Week of 09504

WLCG Baseline Versions

WLCG Service Incident Reports

  • Service incident with the robotic library outage that occurred on April 25th at CCin2p3.
  • Service incident with the cooling failure that occurred on May 3rd at CCin2p3.
  • Service incident with tape backend outage that occurred on May 4th at SARA (NL-T1).

GGUS Team / Alarm Tickets during last week

Weekly VO Summaries of Site Availability

Daily WLCG Operations Call details

To join the call, at 15.00 CE(S)T Monday to Friday inclusive (in CERN 513 R-068) do one of the following:

  1. Dial +41227676000 (Main) and enter access code 0119168, or
  2. To have the system call you, click here

General Information

See the weekly joint operations meeting minutes

Additional Material:

Monday:

Attendance: local(Harry, Julia, Jean-Philippe, Dirk, Alessandro, Olof, Sophie, Nick, Ewan);remote(Gang, Angela, Daniele, Michael, Michel).

Experiments round table:

  • ATLAS reports- Several issues during this long weekend: 1) The machine submitting functional tests and inserting monitoring data into SLS got stuck and was only fixed a few hours ago. Apparently an incorrect quattor template removed the arc (for privileged afs commands) command. ATLAS was however able to monitor the 4 sites recieving the current cosmics run data. 2) The prodsys dashboard stopped working. ATLAS experts were contacted but did not have enough instructions so it was only restarted this morning. To be followed up. 3) The AGLT2 (Michigan) muon calibration tier 2 site SRM endpoint has been very unstable and there is no agreement for out of hours support so ATLAS need to establish better procedures. 4) There are many FTS transfer timeouts on large (5GB) files and ATLAS want some expert advice. DB said CMS have seen such problems and have been looking to increase timeouts when only a few percent of a file remains to be transferred and data is still being moved.

  • CMS reports - DB emphasised that the problem of large files at PIC (solved by deleting the datasets) needs a policy rethink by CMS. These files are input to reprocessing where the output files are larger than the input so this contributes to the problem. A ticket was submitted to afs support a week ago with no response yet- Olof will follow this up in FIO. CMS are soliciting input on the planning of middleware, sites and the other experiments for moving to SLC5 and plan to raise this at the next GDB (May 13). Nick reported that worker node middleware was available for slc5.

  • ALICE -

  • LHCb reports - The report includes an interesting presentation of the results of LHCb Analysis Tests at Tier1's of running a user application over large amounts of input data (up to 25 TB/day).

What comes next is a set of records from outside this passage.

use burn::{
    nn::{
        Initializer, Relu,
        conv::{Conv2d, Conv2dConfig, ConvTranspose2d, ConvTranspose2dConfig},
    },
    prelude::*,
};
use nn::PaddingConfig2d;

/// Standard deviation of the normal initializer used for the score and
/// upsampling layers.
const SCORE_INIT_STD: f64 = 1e-3;

#[derive(Module, Debug)]
pub struct ConvStack<B: Backend> {
    convs: Vec<Conv2d<B>>,
    activation: Relu,
}

impl<B: Backend> ConvStack<B> {
    pub fn forward(&self, x: Tensor<B, 4>) -> Tensor<B, 4> {
        let mut x = x;
        for conv in &self.convs {
            x = self.activation.forward(conv.forward(x));
        }
        x
    }
}

#[derive(Config, Debug)]
pub struct ConvStackConfig {
    input_channels: usize,
    num_filters: usize,
    #[config(default = "2")]
    depth: usize,
}

impl ConvStackConfig {
    pub fn init<B: Backend>(&self, device: &B::Device) -> ConvStack<B> {
        let convs = (0..self.depth)
            .map(|i| {
                let input = if i == 0 {
                    self.input_channels
                } else {
                    self.num_filters
                };
                Conv2dConfig::new([input, self.num_filters], [3, 3])
                    .with_padding(PaddingConfig2d::Same)
                    .init(device)
            })
            .collect();

        ConvStack {
            convs,
            activation: Relu::new(),
        }
    }
}

#[derive(Module, Debug)]
pub struct ScoreBlock<B: Backend> {
    conv: Conv2d<B>,
}

impl<B: Backend> ScoreBlock<B> {
    pub fn forward(&self, x: Tensor<B, 4>) -> Tensor<B, 4> {
        self.conv.forward(x)
    }
}

#[derive(Config, Debug)]
pub struct ScoreBlockConfig {
    input_channels: usize,
    num_classes: usize,
}

impl ScoreBlockConfig {
    pub fn init<B: Backend>(&self, device: &B::Device) -> ScoreBlock<B> {
        ScoreBlock {
            conv: Conv2dConfig::new([self.input_channels, self.num_classes], [1, 1])
                .with_initializer(Initializer::Normal {
                    mean: 0.0,
                    std: SCORE_INIT_STD,
                })
                .init(device),
        }
    }
}

#[derive(Module, Debug)]
pub struct FuseBlock<B: Backend> {
    conv_transpose: ConvTranspose2d<B>,
}

impl<B: Backend> FuseBlock<B> {
    /// Upsamples `x` by a factor of two and adds the skip projection.
    pub fn forward(&self, x: Tensor<B, 4>, skip: Tensor<B, 4>) -> Tensor<B, 4> {
        self.conv_transpose.forward(x) + skip
    }
}

#[derive(Config, Debug)]
pub struct FuseBlockConfig {
    channels: usize,
}

impl FuseBlockConfig {
    pub fn init<B: Backend>(&self, device: &B::Device) -> FuseBlock<B> {
        FuseBlock {
            // kernel 4, stride 2, padding 1: output is exactly twice the input.
            conv_transpose: ConvTranspose2dConfig::new([self.channels, self.channels], [4, 4])
                .with_stride([2, 2])
                .with_padding([1, 1])
                .with_initializer(Initializer::Normal {
                    mean: 0.0,
                    std: SCORE_INIT_STD,
                })
                .init(device),
        }
    }
}
use burn::{
    module::{Content, DisplaySettings, ModuleDisplay},
    prelude::*,
    tensor::activation::log_softmax,
};

/// Configuration to create a [SegmentationCrossEntropyLoss] using the
/// [init function](SegmentationCrossEntropyLossConfig::init).
#[derive(Config, Debug)]
pub struct SegmentationCrossEntropyLossConfig {
    /// Create cross-entropy with label smoothing.
    ///
    /// Hard labels {0, 1} will be changed to y_smoothed = y(1 - a) + a / nr_classes.
    /// Alpha = 0 would be the same as default.
    pub smoothing: Option<f32>,

    /// Create weighted cross-entropy.
    ///
    /// The loss of a specific pixel will be multiplied by the weight
    /// corresponding to its class label.
    ///
    /// # Pre-conditions
    ///   - The order of the weight vector should correspond to the label integer assignment.
    ///   - All weights must be positive.
    pub weights: Option<Vec<f32>>,

    /// Treat inputs as logits (softmax applied internally). When false,
    /// inputs are assumed to be probabilities.
    #[config(default = true)]
    pub logits: bool,

    /// Class index excluded from the loss calculation. Useful to ignore
    /// background or boundary classes.
    pub ignore_index: Option<usize>,
}

impl SegmentationCrossEntropyLossConfig {
    pub fn init<B: Backend>(&self, device: &B::Device) -> SegmentationCrossEntropyLoss<B> {
        self.assertions();
        SegmentationCrossEntropyLoss {
            weights: self
                .weights
                .as_ref()
                .map(|e| Tensor::<B, 1>::from_floats(e.as_slice(), device)),
            smoothing: self.smoothing,
            logits: self.logits,
            ignore_index: self.ignore_index,
        }
    }

    fn assertions(&self) {
        if let Some(alpha) = self.smoothing {
            assert!(
                (0.0..=1.).contains(&alpha),
                "Alpha of Cross-entropy loss with smoothed labels should be in interval [0, 1]. Got {}",
                alpha
            );
        };
        if let Some(weights) = self.weights.as_ref() {
            assert!(
                weights.iter().all(|e| e > &0.),
                "Weights of cross-entropy have to be positive."
            );
        }
    }
}

/// Pixel-wise cross-entropy over class logits, averaged over valid pixels.
///
/// Should be created using [SegmentationCrossEntropyLossConfig].
#[derive(Module, Debug)]
#[module(custom_display)]
pub struct SegmentationCrossEntropyLoss<B: Backend> {
    /// Weights for cross-entropy.
    pub weights: Option<Tensor<B, 1>>,
    /// Label smoothing factor.
    pub smoothing: Option<f32>,
    /// Use logits as input.
    pub logits: bool,
    /// Ignore specific index during loss calculation.
    pub ignore_index: Option<usize>,
}

impl<B: Backend> ModuleDisplay for SegmentationCrossEntropyLoss<B> {
    fn custom_settings(&self) -> Option<DisplaySettings> {
        DisplaySettings::new()
            .with_new_line_after_attribute(false)
            .optional()
    }

    fn custom_content(&self, content: Content) -> Option<Content> {
        content
            .add("weights", &self.weights)
            .add("smoothing", &self.smoothing)
            .add("logits", &self.logits)
            .add("ignore_index", &self.ignore_index)
            .optional()
    }
}

impl<B: Backend> SegmentationCrossEntropyLoss<B> {
    /// Compute the criterion on the input tensor.
    ///
    /// # Shapes
    ///
    /// - predictions: `[batch_size, num_classes, height, width]`
    /// - targets: `[batch_size, 1, height, width]` (integer class indices)
    /// - mask: `[batch_size, 1, height, width]` (true indicates a valid pixel)
    pub fn forward(
        &self,
        predictions: Tensor<B, 4>,
        targets: Tensor<B, 4, Int>,
        mask: Tensor<B, 4, Bool>,
    ) -> Tensor<B, 1> {
        Self::assertions(&predictions, &targets, &mask);

        let [batch_size, num_classes, height, width] = predictions.dims();
        let n_pixels = batch_size * height * width;

        let predictions = predictions
            .reshape([batch_size, num_classes, height * width])
            .permute([0, 2, 1])
            .reshape([n_pixels, num_classes]);
        let targets = targets.reshape([n_pixels]);
        let mask = mask.reshape([n_pixels]);

        // A pixel contributes only when it is inside the mask AND not of
        // the ignored class.
        let mask = match self.ignore_index {
            Some(ignore_idx) => {
                let keep = targets.clone().not_equal_elem(ignore_idx as i32);
                (mask.int() * keep.int()).bool()
            }
            None => mask,
        };

        let log_probs = if self.logits {
            log_softmax(predictions, 1)
        } else {
            predictions.clamp_min(1e-8).log()
        };

        let nll = match self.smoothing {
            Some(alpha) => {
                let smoothed =
                    Self::compute_smoothed_targets(num_classes, targets.clone(), alpha);
                (smoothed * log_probs).sum_dim(1).reshape([n_pixels]).neg()
            }
            None => log_probs
                .gather(1, targets.clone().reshape([n_pixels, 1]))
                .reshape([n_pixels])
                .neg(),
        };

        match &self.weights {
            Some(weights) => {
                let weights = weights.clone().gather(0, targets);
                let nll = (nll * weights.clone()).mask_fill(mask.clone().bool_not(), 0.0);
                // Weighted mean over valid pixels; the clamp keeps the
                // all-invalid batch at zero loss instead of dividing by zero.
                let denominator = (weights * mask.int().float()).sum().clamp_min(1e-8);
                nll.sum() / denominator
            }
            None => {
                let nll = nll.mask_fill(mask.clone().bool_not(), 0.0);
                let denominator = mask.int().float().sum().clamp_min(1.0);
                nll.sum() / denominator
            }
        }
    }

    fn compute_smoothed_targets(
        num_classes: usize,
        targets: Tensor<B, 1, Int>,
        alpha: f32,
    ) -> Tensor<B, 2> {
        let device = &targets.device();
        let [n_pixels] = targets.dims();
        let targets_matrix = Tensor::<B, 2>::zeros([n_pixels, num_classes], device).scatter(
            1,
            targets.reshape([n_pixels, 1]),
            Tensor::ones([n_pixels, 1], device),
        );
        targets_matrix * (1. - alpha) + alpha / num_classes as f32
    }

    fn assertions(
        predictions: &Tensor<B, 4>,
        targets: &Tensor<B, 4, Int>,
        mask: &Tensor<B, 4, Bool>,
    ) {
        let [pred_batch, _pred_classes, pred_height, pred_width] = predictions.dims();
        let [target_batch, target_channels, target_height, target_width] = targets.dims();
        let [mask_batch, mask_channels, mask_height, mask_width] = mask.dims();

        assert_eq!(
            pred_batch, target_batch,
            "Batch size mismatch: predictions ({}) vs targets ({})",
            pred_batch, target_batch
        );

        assert_eq!(
            pred_batch, mask_batch,
            "Batch size mismatch: predictions ({}) vs mask ({})",
            pred_batch, mask_batch
        );

        assert_eq!(
            target_channels, 1,
            "Target should have exactly 1 channel, got {}",
            target_channels
        );

        assert_eq!(
            mask_channels, 1,
            "Mask should have exactly 1 channel, got {}",
            mask_channels
        );

        assert_eq!(
            (pred_height, pred_width),
            (target_height, target_width),
            "Spatial dimensions mismatch: predictions vs targets"
        );

        assert_eq!(
            (pred_height, pred_width),
            (mask_height, mask_width),
            "Spatial dimensions mismatch: predictions vs mask"
        );
    }
}
use std::path::Path;

use burn::{
    nn::{
        Initializer,
        conv::{ConvTranspose2d, ConvTranspose2dConfig},
    },
    prelude::*,
    record::RecorderError,
};

#[cfg(feature = "training")]
use crate::{
    dataset::SegmentationBatch,
    training::{SegmentationOutput, loss::SegmentationCrossEntropyLossConfig},
};
#[cfg(feature = "training")]
use burn::{
    tensor::backend::AutodiffBackend,
    train::{TrainOutput, TrainStep, ValidStep},
};

use super::blocks::{FuseBlock, FuseBlockConfig, ScoreBlock, ScoreBlockConfig};
use super::vgg::{Vgg16Encoder, Vgg16EncoderConfig};

/// Fully convolutional network with 8-pixel output stride.
///
/// A VGG-16 encoder is tapped at pool3, pool4, and conv7; each tap is
/// projected to class scores with a 1x1 convolution, the coarser scores are
/// upsampled by learned transposed convolutions and fused with the finer
/// taps by element-wise addition, and a final stride-8 transposed
/// convolution restores the input resolution.
#[derive(Module, Debug)]
pub struct Fcn8s<B: Backend> {
    encoder: Vgg16Encoder<B>,
    score_conv7: ScoreBlock<B>,
    score_pool4: ScoreBlock<B>,
    score_pool3: ScoreBlock<B>,
    fuse_pool4: FuseBlock<B>,
    fuse_pool3: FuseBlock<B>,
    upsample: ConvTranspose2d<B>,

    num_classes: usize,
}

#[derive(Config, Debug)]
pub struct Fcn8sConfig {
    #[config(default = "3")]
    input_channels: usize,
    #[config(default = "2")]
    num_classes: usize,
    #[config(default = "64")]
    base_channels: usize,
    #[config(default = "4096")]
    fc_channels: usize,
    #[config(default = "0.35")]
    dropout: f64,
}

impl Fcn8sConfig {
    pub fn init<B: Backend>(&self, device: &B::Device) -> Fcn8s<B> {
        let encoder = Vgg16EncoderConfig::new(self.input_channels)
            .with_base_channels(self.base_channels)
            .with_fc_channels(self.fc_channels)
            .with_dropout(self.dropout);

        Fcn8s {
            score_conv7: ScoreBlockConfig::new(encoder.conv7_channels(), self.num_classes)
                .init(device),
            score_pool4: ScoreBlockConfig::new(encoder.pool4_channels(), self.num_classes)
                .init(device),
            score_pool3: ScoreBlockConfig::new(encoder.pool3_channels(), self.num_classes)
                .init(device),
            fuse_pool4: FuseBlockConfig::new(self.num_classes).init(device),
            fuse_pool3: FuseBlockConfig::new(self.num_classes).init(device),
            // kernel 16, stride 8, padding 4: output is exactly eight times
            // the input, matching the pool3 fusion stride.
            upsample: ConvTranspose2dConfig::new(
                [self.num_classes, self.num_classes],
                [16, 16],
            )
            .with_stride([8, 8])
            .with_padding([4, 4])
            .with_initializer(Initializer::Normal {
                mean: 0.0,
                std: 1e-3,
            })
            .init(device),
            encoder: encoder.init(device),
            num_classes: self.num_classes,
        }
    }
}

impl<B: Backend> Fcn8s<B> {
    /// Computes per-pixel class logits of shape
    /// `[batch, num_classes, height, width]`.
    pub fn forward(&self, images: Tensor<B, 4>) -> Tensor<B, 4> {
        let [_, _, height, width] = images.dims();
        assert!(
            height % 32 == 0 && width % 32 == 0,
            "input height and width must be multiples of 32, got {}x{}",
            height,
            width
        );

        let features = self.encoder.forward(images);

        let x = self.score_conv7.forward(features.conv7);
        let x = self
            .fuse_pool4
            .forward(x, self.score_pool4.forward(features.pool4));
        let x = self
            .fuse_pool3
            .forward(x, self.score_pool3.forward(features.pool3));

        self.upsample.forward(x)
    }

    pub fn num_classes(&self) -> usize {
        self.num_classes
    }

    /// Swaps the encoder weights for a pretrained record, leaving the
    /// decoder untouched.
    pub fn with_pretrained_encoder<P: AsRef<Path>>(
        mut self,
        path: P,
        device: &B::Device,
    ) -> Result<Self, RecorderError> {
        self.encoder = self.encoder.load_record_file(path, device)?;
        Ok(self)
    }

    #[cfg(feature = "training")]
    pub fn forward_segmentation(&self, item: SegmentationBatch<B>) -> SegmentationOutput<B> {
        let targets = item.masks;
        let output = self.forward(item.images);
        let valid = targets.ones_like().bool();

        let loss = SegmentationCrossEntropyLossConfig::new()
            .init(&output.device())
            .forward(output.clone(), targets.clone(), valid);

        SegmentationOutput {
            loss,
            output,
            targets,
        }
    }
}

#[cfg(feature = "training")]
impl<B: AutodiffBackend> TrainStep<SegmentationBatch<B>, SegmentationOutput<B>> for Fcn8s<B> {
    fn step(&self, batch: SegmentationBatch<B>) -> TrainOutput<SegmentationOutput<B>> {
        let item = self.forward_segmentation(batch);
        TrainOutput::new(self, item.loss.backward(), item)
    }
}

#[cfg(feature = "training")]
impl<B: Backend> ValidStep<SegmentationBatch<B>, SegmentationOutput<B>> for Fcn8s<B> {
    fn step(&self, batch: SegmentationBatch<B>) -> SegmentationOutput<B> {
        self.forward_segmentation(batch)
    }
}
use burn::backend::{Autodiff, NdArray};
use burn::prelude::*;
use burn::train::TrainStep;

use burn_fcn::dataset::SegmentationBatch;
use burn_fcn::{Fcn8sConfig, Vgg16EncoderConfig};

type B = NdArray<f32>;

#[test]
fn encoder_taps_have_expected_strides_and_channels() {
    let device = Default::default();
    let encoder = Vgg16EncoderConfig::new(3)
        .with_base_channels(4)
        .with_fc_channels(8)
        .init::<B>(&device);

    let input = Tensor::<B, 4>::zeros([1, 3, 32, 64], &device);
    let features = encoder.forward(input);

    assert_eq!(features.pool3.dims(), [1, 16, 4, 8]);
    assert_eq!(features.pool4.dims(), [1, 32, 2, 4]);
    assert_eq!(features.conv7.dims(), [1, 8, 1, 2]);
}

#[test]
fn logits_match_input_resolution() {
    let device = Default::default();
    let model = Fcn8sConfig::new()
        .with_base_channels(4)
        .with_fc_channels(8)
        .with_num_classes(2)
        .init::<B>(&device);

    let input = Tensor::<B, 4>::zeros([2, 3, 32, 64], &device);
    let logits = model.forward(input);

    assert_eq!(logits.dims(), [2, 2, 32, 64]);
}

#[test]
fn multiclass_head_widens_logit_channels() {
    let device = Default::default();
    let model = Fcn8sConfig::new()
        .with_base_channels(4)
        .with_fc_channels(8)
        .with_num_classes(5)
        .init::<B>(&device);

    let input = Tensor::<B, 4>::zeros([1, 3, 32, 32], &device);
    let logits = model.forward(input);

    assert_eq!(logits.dims(), [1, 5, 32, 32]);
}

#[test]
fn train_step_produces_finite_loss_and_gradients() {
    type AB = Autodiff<B>;

    let device = Default::default();
    let model = Fcn8sConfig::new()
        .with_base_channels(4)
        .with_fc_channels(8)
        .with_num_classes(2)
        .init::<AB>(&device);

    let batch = SegmentationBatch {
        images: Tensor::<AB, 4>::ones([1, 3, 32, 32], &device),
        masks: Tensor::<AB, 4, Int>::zeros([1, 1, 32, 32], &device),
    };

    let output = TrainStep::step(&model, batch);

    assert_eq!(output.item.output.dims(), [1, 2, 32, 32]);
    let loss = output.item.loss.into_scalar().elem::<f32>();
    assert!(loss.is_finite(), "got {loss}");
}

#[test]
#[should_panic(expected = "multiples of 32")]
fn rejects_input_not_divisible_by_32() {
    let device = Default::default();
    let model = Fcn8sConfig::new()
        .with_base_channels(4)
        .with_fc_channels(8)
        .init::<B>(&device);

    let input = Tensor::<B, 4>::zeros([1, 3, 30, 50], &device);
    let _ = model.forward(input);
}
use std::path::PathBuf;

use burn::data::dataset::vision::PixelDepth;
use burn::{data::dataloader::batcher::Batcher, prelude::*};

#[derive(Config, Debug)]
pub enum SegmentationMode {
    Binary,
    Multiclass { num_classes: usize },
}

impl SegmentationMode {
    pub fn num_classes(&self) -> usize {
        match self {
            SegmentationMode::Binary => 2,
            SegmentationMode::Multiclass { num_classes } => *num_classes,
        }
    }
}

#[derive(Config, Debug)]
pub enum InputMode {
    Grayscale,
    RGB,
}

impl InputMode {
    pub fn channels(&self) -> usize {
        match self {
            InputMode::Grayscale => 1,
            InputMode::RGB => 3,
        }
    }
}

#[derive(Config, Debug)]
pub struct SegmentationConfig {
    pub mode: SegmentationMode,
    pub input_mode: InputMode,
    pub image_size: [usize; 2],
    pub class_names: Option<Vec<String>>,
}

impl Default for SegmentationConfig {
    fn default() -> Self {
        Self {
            mode: SegmentationMode::Binary,
            input_mode: InputMode::RGB,
            image_size: [160, 576],
            class_names: None,
        }
    }
}

/// Paths to one image and its ground-truth mask on disk.
#[derive(Debug, Clone)]
pub struct SegmentationImageItemRaw {
    pub image_path: PathBuf,
    pub mask_path: PathBuf,
}

/// A decoded sample: interleaved RGB pixel data plus per-pixel class
/// indices, both already at the working image size.
#[derive(Debug, Clone)]
pub struct SegmentationImageItem {
    pub image: Vec<PixelDepth>,
    pub mask: Vec<usize>,
}

#[derive(Clone)]
pub struct SegmentationBatcher<B: Backend> {
    device: B::Device,
    config: SegmentationConfig,
}

impl<B: Backend> SegmentationBatcher<B> {
    pub fn new(device: B::Device, config: SegmentationConfig) -> Self {
        Self { device, config }
    }
}

#[derive(Clone, Debug)]
pub struct SegmentationBatch<B: Backend> {
    pub images: Tensor<B, 4, Float>,
    pub masks: Tensor<B, 4, Int>,
}

fn pixel_to_f32(pixel: &PixelDepth) -> f32 {
    match pixel {
        PixelDepth::U8(v) => *v as f32 / 255.0,
        PixelDepth::U16(v) => *v as f32 / 65535.0,
        PixelDepth::F32(v) => *v,
    }
}

impl<B: Backend> Batcher<SegmentationImageItem, SegmentationBatch<B>> for SegmentationBatcher<B> {
    fn batch(&self, items: Vec<SegmentationImageItem>) -> SegmentationBatch<B> {
        let batch_size = items.len();
        let [height, width] = self.config.image_size;

        let mut images = Vec::with_capacity(batch_size);
        let mut masks = Vec::with_capacity(batch_size);

        for item in items {
            let image_tensor: Tensor<B, 3> = match self.config.input_mode {
                InputMode::RGB => {
                    let mut image_data = Vec::with_capacity(3 * height * width);

                    for c in 0..3 {
                        for y in 0..height {
                            for x in 0..width {
                                let idx = (y * width + x) * 3 + c;
                                let val = item.image.get(idx).map(pixel_to_f32).unwrap_or(0.0);
                                image_data.push(val);
                            }
                        }
                    }

                    Tensor::<B, 3>::from_data(
                        TensorData::new(image_data, Shape::new([3, height, width]))
                            .convert::<B::FloatElem>(),
                        &self.device,
                    )
                }
                InputMode::Grayscale => {
                    let mut image_data = Vec::with_capacity(height * width);

                    for y in 0..height {
                        for x in 0..width {
                            let idx = (y * width + x) * 3; // RGB format in the dataset
                            let val = item.image.get(idx).map(pixel_to_f32).unwrap_or(0.0);
                            image_data.push(val);
                        }
                    }

                    Tensor::<B, 3>::from_data(
                        TensorData::new(image_data, Shape::new([1, height, width]))
                            .convert::<B::FloatElem>(),
                        &self.device,
                    )
                }
            };

            let int_mask: Vec<i32> = match self.config.mode {
                SegmentationMode::Binary => (0..height * width)
                    .map(|idx| match item.mask.get(idx) {
                        Some(&v) if v > 0 => 1,
                        _ => 0,
                    })
                    .collect(),
                SegmentationMode::Multiclass { .. } => (0..height * width)
                    .map(|idx| item.mask.get(idx).copied().unwrap_or(0) as i32)
                    .collect(),
            };

            let mask_tensor: Tensor<B, 3, Int> = Tensor::<B, 3, Int>::from_data(
                TensorData::new(int_mask, Shape::new([1, height, width]))
                    .convert::<B::IntElem>(),
                &self.device,
            );

            images.push(image_tensor);
            masks.push(mask_tensor);
        }

        let images: Tensor<B, 4> = Tensor::stack::<4>(images.to_vec(), 0);
        let masks: Tensor<B, 4, Int> = Tensor::stack::<4>(masks.to_vec(), 0);

        SegmentationBatch { images, masks }
    }
}
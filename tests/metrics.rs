use burn::backend::NdArray;
use burn::prelude::*;

use burn_fcn::training::metrics::mean_iou;

type B = NdArray<f32>;

fn outputs_from_classes(classes: &[i64], dims: [usize; 4]) -> Tensor<B, 4> {
    let device = Default::default();
    let [batch, n_classes, height, width] = dims;
    let n_pixels = batch * height * width;
    assert_eq!(classes.len(), n_pixels);

    // One-hot logits so the argmax is exactly the requested class map.
    let mut data = vec![0.0f32; batch * n_classes * height * width];
    for (pixel, &class) in classes.iter().enumerate() {
        let b = pixel / (height * width);
        let offset = pixel % (height * width);
        data[(b * n_classes + class as usize) * height * width + offset] = 10.0;
    }

    Tensor::<B, 4>::from_data(TensorData::new(data, dims), &device)
}

fn targets_from_classes(classes: &[i64], dims: [usize; 4]) -> Tensor<B, 4, Int> {
    let device = Default::default();
    Tensor::<B, 4, Int>::from_data(TensorData::new(classes.to_vec(), dims), &device)
}

#[test]
fn perfect_prediction_scores_full_iou() {
    let classes = [0i64, 1, 1, 0];
    let outputs = outputs_from_classes(&classes, [1, 2, 2, 2]);
    let targets = targets_from_classes(&classes, [1, 1, 2, 2]);

    let iou = mean_iou(outputs, targets, None);
    assert!((iou - 1.0).abs() < 1e-9, "got {iou}");
}

#[test]
fn disjoint_prediction_scores_zero() {
    let outputs = outputs_from_classes(&[0, 0, 0, 0], [1, 2, 2, 2]);
    let targets = targets_from_classes(&[1, 1, 1, 1], [1, 1, 2, 2]);

    let iou = mean_iou(outputs, targets, None);
    assert_eq!(iou, 0.0);
}

#[test]
fn half_overlap_scores_one_third() {
    // Prediction covers the left half, target the top half: for each of
    // the two classes the overlap is 1 of 3 covered pixels.
    let outputs = outputs_from_classes(&[1, 0, 1, 0], [1, 2, 2, 2]);
    let targets = targets_from_classes(&[1, 1, 0, 0], [1, 1, 2, 2]);

    let iou = mean_iou(outputs, targets, None);
    assert!((iou - 1.0 / 3.0).abs() < 1e-9, "got {iou}");
}

#[test]
fn ignored_class_is_skipped() {
    let outputs = outputs_from_classes(&[0, 0, 1, 1], [1, 2, 2, 2]);
    let targets = targets_from_classes(&[0, 0, 0, 0], [1, 1, 2, 2]);

    // Only the road class counts; it never intersects the target.
    let iou = mean_iou(outputs, targets, Some(0));
    assert_eq!(iou, 0.0);
}
//! Session statistics: lifecycle tracking, derived metrics, daily summaries.

mod session;
mod summary;
mod tracker;

pub use session::{Outcome, Session, SessionMetrics, SessionWithMetrics, SlackSegment};
pub use summary::{sessions_on, sessions_per_day, DayInsights, DaySummary};
pub use tracker::StatsTracker;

Sites / Services round table:

IN2P3 - message to WLCG from D.Boutigny, Director: CC-IN2P3 has been impacted with a major cooling problem during the week-end. Yesterday evening one of our chiller went down due to an overpressure alarm. This problem triggered a chain reaction in the cooling system and all the chillers went down. Of course the temperature went up very fast in the computer room, we even had temperature raising up to 50 degrees near the disk units before we had time to shut down everything. The cooling system has been restored during the night and we are now in the process to restart the services. We do not know yet how much broken hardware we will have to fix. I will keep you informed of the evolution of the situation.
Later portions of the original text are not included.